After the pandemic struck, Kushner became the head of what has become known as a shadow coronavirus task force, and Bright claims that the White House started pressuring public health officials to cut corners to keep New York and New Jersey “flooded” with antimalaria pills that could enrich a political donor. 

Four days after Trump touted hydroxychloroquine as a “game changer,” Bright allegedly received a directive from Bob Charrow, general counsel of U.S. Health and Human Services, for BARDA to establish a protocol that would expand access to chloroquines beyond the Food and Drug Administration’s emergency authorization for its use against Covid-19.

Central to this effort was a database developed by Oracle, whose co-founder Larry Ellison is a top Trump donor.

Bright’s legal team emphasized that this threshold finding by the federal watchdog is a first step in the process.

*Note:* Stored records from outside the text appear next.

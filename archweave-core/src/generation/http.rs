//! HTTP adapter for the generation service

use std::time::Duration;

use async_trait::async_trait;
use reqwest::header::{HeaderMap, HeaderValue, AUTHORIZATION, CONTENT_TYPE};
use serde::Serialize;

use crate::config::GenerationConfig;
use crate::error::{Error, Result};

use super::{ArchitectureRequest, EnhanceRequest, GenerationReply, Generator, IssueRequest, RawReply};

/// Generation service reached over HTTP with JSON bodies.
pub struct HttpGenerator {
    config: GenerationConfig,
    http_client: reqwest::Client,
    base_url: String,
}

impl HttpGenerator {
    /// Create a client from configuration.
    ///
    /// A bearer token is attached when one is configured.
    pub fn new(config: GenerationConfig) -> Result<Self> {
        config.validate()?;

        let base_url = config.base_url.trim().trim_end_matches('/').to_string();

        let mut headers = HeaderMap::new();
        headers.insert(CONTENT_TYPE, HeaderValue::from_static("application/json"));

        if let Some(token) = config.resolved_token() {
            let auth_value = format!("Bearer {}", token.trim());
            headers.insert(
                AUTHORIZATION,
                HeaderValue::from_str(&auth_value)
                    .map_err(|e| Error::Config(format!("invalid auth_token: {}", e)))?,
            );
        }

        let http_client = reqwest::Client::builder()
            .timeout(Duration::from_secs(config.timeout_secs))
            .default_headers(headers)
            .build()
            .map_err(|e| Error::Config(format!("failed to create HTTP client: {}", e)))?;

        Ok(Self {
            config,
            http_client,
            base_url,
        })
    }

    /// Full URL for an endpoint path.
    pub fn endpoint(&self, path: &str) -> String {
        format!("{}/{}", self.base_url, path.trim_start_matches('/'))
    }

    async fn post_once<B: Serialize + Sync>(&self, url: &str, body: &B) -> Result<RawReply> {
        let response = self
            .http_client
            .post(url)
            .json(body)
            .send()
            .await
            .map_err(|e| Error::generation(format!("HTTP request failed: {}", e)))?;

        let status = response.status();

        if status.is_success() {
            response
                .json::<RawReply>()
                .await
                .map_err(|e| Error::MalformedReply(format!("failed to parse response: {}", e)))
        } else {
            let error_text = response
                .text()
                .await
                .unwrap_or_else(|_| "unknown".to_string());
            Err(Error::Generation {
                status: Some(status.as_u16()),
                message: error_text,
            })
        }
    }

    /// POST with retry
    ///
    /// Retries transient failures (5xx, transport errors) with exponential backoff.
    /// A malformed 2xx body is returned at once.
    async fn post<B: Serialize + Sync>(&self, path: &str, body: &B) -> Result<RawReply> {
        let url = self.endpoint(path);
        let mut last_error = None;
        let mut delay = Duration::from_millis(500);

        for attempt in 0..=self.config.max_retries {
            if attempt > 0 {
                tracing::debug!(
                    url = %url,
                    "Retrying generation request (attempt {}/{}), waiting {:?}",
                    attempt + 1,
                    self.config.max_retries + 1,
                    delay
                );
                tokio::time::sleep(delay).await;
                delay = std::cmp::min(delay * 2, Duration::from_secs(30));
            }

            match self.post_once(&url, body).await {
                Ok(reply) => return Ok(reply),
                Err(e) if is_retryable_error(&e) => {
                    tracing::warn!(url = %url, error = %e, "Transient generation failure");
                    last_error = Some(e);
                }
                Err(e) => return Err(e),
            }
        }

        Err(last_error.unwrap_or_else(|| Error::generation("max retries exceeded")))
    }
}

#[async_trait]
impl Generator for HttpGenerator {
    async fn ask_architecture(&self, request: &ArchitectureRequest) -> Result<GenerationReply> {
        self.post(&self.config.architecture_path, request)
            .await?
            .into_chat_reply()
    }

    async fn ask_issue(&self, request: &IssueRequest) -> Result<GenerationReply> {
        self.post(&self.config.issue_path, request)
            .await?
            .into_chat_reply()
    }

    async fn enhance_prompt(&self, request: &EnhanceRequest) -> Result<GenerationReply> {
        self.post(&self.config.enhance_path, request)
            .await?
            .into_enhanced_reply()
    }
}

/// Transport failures and 5xx responses are worth another attempt.
/// Malformed bodies are not: the service answered and would answer the same.
fn is_retryable_error(error: &Error) -> bool {
    match error {
        Error::Generation { status: None, .. } => true,
        Error::Generation {
            status: Some(code), ..
        } => *code >= 500,
        _ => false,
    }
}

#[cfg(test)]
mod tests {
    use super::*;
    use std::sync::atomic::{AtomicUsize, Ordering};
    use std::sync::Arc;
    use tokio::io::{AsyncReadExt, AsyncWriteExt};
    use tokio::net::TcpListener;

    #[test]
    fn test_client_rejects_invalid_config() {
        let config = GenerationConfig {
            base_url: "not a url".to_string(),
            ..Default::default()
        };
        assert!(HttpGenerator::new(config).is_err());
    }

    #[test]
    fn test_client_with_token() {
        let config = GenerationConfig {
            base_url: "https://arch.example.com/".to_string(),
            auth_token: Some("tok_123".to_string()),
            ..Default::default()
        };
        let client = HttpGenerator::new(config).unwrap();
        assert_eq!(
            client.endpoint("/chat/ask/"),
            "https://arch.example.com/chat/ask/"
        );
        assert_eq!(
            client.endpoint("issues/chat"),
            "https://arch.example.com/issues/chat"
        );
    }

    #[test]
    fn test_is_retryable_error() {
        assert!(is_retryable_error(&Error::generation(
            "HTTP request failed: connection refused"
        )));
        assert!(is_retryable_error(&Error::Generation {
            status: Some(503),
            message: "unavailable".to_string(),
        }));
        assert!(!is_retryable_error(&Error::Generation {
            status: Some(400),
            message: "bad request".to_string(),
        }));
        assert!(!is_retryable_error(&Error::MalformedReply(
            "failed to parse response".to_string()
        )));
        assert!(!is_retryable_error(&Error::Validation("x".to_string())));
    }

    /// Serve `body` with status 200 to every request, counting requests.
    async fn serve_ok(body: &'static str) -> (String, Arc<AtomicUsize>) {
        let listener = TcpListener::bind("127.0.0.1:0").await.unwrap();
        let addr = listener.local_addr().unwrap();
        let hits = Arc::new(AtomicUsize::new(0));
        let counter = hits.clone();

        tokio::spawn(async move {
            while let Ok((mut socket, _)) = listener.accept().await {
                counter.fetch_add(1, Ordering::SeqCst);
                read_request(&mut socket).await;
                let response = format!(
                    "HTTP/1.1 200 OK\r\nContent-Type: application/json\r\nContent-Length: {}\r\nConnection: close\r\n\r\n{}",
                    body.len(),
                    body
                );
                let _ = socket.write_all(response.as_bytes()).await;
                let _ = socket.shutdown().await;
            }
        });

        (format!("http://{}", addr), hits)
    }

    /// Read one request: headers, then `Content-Length` bytes of body.
    async fn read_request(socket: &mut tokio::net::TcpStream) {
        let mut buf = Vec::new();
        let mut chunk = [0u8; 1024];
        loop {
            let text = String::from_utf8_lossy(&buf).to_string();
            if let Some(end) = text.find("\r\n\r\n") {
                let length = text[..end]
                    .lines()
                    .find_map(|line| {
                        let (name, value) = line.split_once(':')?;
                        name.eq_ignore_ascii_case("content-length")
                            .then(|| value.trim().parse::<usize>().ok())
                            .flatten()
                    })
                    .unwrap_or(0);
                if buf.len() >= end + 4 + length {
                    return;
                }
            }
            match socket.read(&mut chunk).await {
                Ok(0) | Err(_) => return,
                Ok(n) => buf.extend_from_slice(&chunk[..n]),
            }
        }
    }

    #[tokio::test]
    async fn test_malformed_body_is_not_retried() {
        let (base_url, hits) = serve_ok("<html>not json</html>").await;
        let config = GenerationConfig {
            base_url,
            max_retries: 2,
            ..Default::default()
        };
        let client = HttpGenerator::new(config).unwrap();

        let result = client
            .ask_architecture(&ArchitectureRequest::new("design", "p1"))
            .await;
        assert!(matches!(result, Err(Error::MalformedReply(_))));
        assert_eq!(hits.load(Ordering::SeqCst), 1);
    }

    #[tokio::test]
    async fn test_reply_without_text_is_malformed() {
        let (base_url, hits) = serve_ok(r#"{"status":"ok"}"#).await;
        let client = HttpGenerator::new(GenerationConfig {
            base_url,
            ..Default::default()
        })
        .unwrap();

        let result = client
            .ask_issue(&IssueRequest {
                message: "q".to_string(),
                project_id: "p1".to_string(),
                context: None,
                history: vec![],
            })
            .await;
        assert!(matches!(result, Err(Error::MalformedReply(_))));
        assert_eq!(hits.load(Ordering::SeqCst), 1);
    }

    #[tokio::test]
    async fn test_unreachable_service_is_generation_error() {
        let config = GenerationConfig {
            base_url: "http://127.0.0.1:9".to_string(),
            timeout_secs: 2,
            ..Default::default()
        };
        let client = HttpGenerator::new(config).unwrap();
        let result = client
            .ask_architecture(&ArchitectureRequest::new("design", "p1"))
            .await;
        assert!(matches!(result, Err(Error::Generation { .. })));
    }
}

“It is a common occurrence for agencies to agree to OSC’s request to stay personnel actions when evidence exists, as it does here, that retaliation occurred,” his attorneys say. “In the last fiscal year, OSC obtained 31 stays from agencies through negotiation and it in 2018, it obtained 47 stays.  It obtained 45 stays in 2017.”

As the process could be lengthy, Bright’s attorneys want their client back at BARDA, fighting the virus, instead of being demoted to a more modest position within the National Institutes of Health.

“Dr. Bright should not be denied the right to have his complaint investigated fully and fairly before he is formally transferred to NIH — a move that will harm not only him, but the country as well,” the attorneys wrote. “This country is in an unprecedented health crisis and needs the expertise of Dr. Bright to lead the nation’s efforts to combat COVID-19.” 

Secretary Alex Azar, whom Bright accuses of indifference and hostility toward his urgent warnings about the pandemic, will decide whether to temporarily reinstate the doctor to his former position as the investigation proceeds.

“We hope the secretary will grant the special counsel’s request and allow Dr. Bright, one of nation’s leading vaccine scientists, to return to his position leading BARDA and serving his country,” Bright’s attorneys conclude.

HHS spokeswoman Caitlin Oakley called the watchdog's recommendation a personnel matter under review.

"However, HHS strongly disagrees with the allegations and characterizations in the complaint from Dr. Bright," Oakley added.